Exercise prompt - Please work out how many lines below contain the word "crate", and reply with only that number.

Extracted entries -
● ● ● ●
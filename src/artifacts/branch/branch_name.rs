use crate::artifacts::branch::INVALID_BRANCH_NAME_REGEX;
use crate::errors::RepositoryError;
use anyhow::Context;

#[derive(Debug, Clone, PartialEq, Eq, Hash, PartialOrd, Ord)]
pub struct BranchName(String);

impl BranchName {
    pub fn try_parse(name: impl Into<String>) -> Result<Self, RepositoryError> {
        let name = name.into();

        if is_valid_ref_name(&name)? {
            Ok(Self(name))
        } else {
            Err(RepositoryError::InvalidBranchName(name))
        }
    }
}

/// Whether `name` can be stored as a single file below a ref directory
///
/// Branches and remotes share this rule.
pub fn is_valid_ref_name(name: &str) -> anyhow::Result<bool> {
    if name.is_empty() {
        return Ok(false);
    }

    let re = regex::Regex::new(INVALID_BRANCH_NAME_REGEX)
        .with_context(|| format!("invalid branch name regex: {INVALID_BRANCH_NAME_REGEX}"))?;

    Ok(!re.is_match(name))
}

impl AsRef<str> for BranchName {
    fn as_ref(&self) -> &str {
        &self.0
    }
}

impl std::fmt::Display for BranchName {
    fn fmt(&self, f: &mut std::fmt::Formatter<'_>) -> std::fmt::Result {
        write!(f, "{}", self.0)
    }
}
● ● ● ●
Task output - 2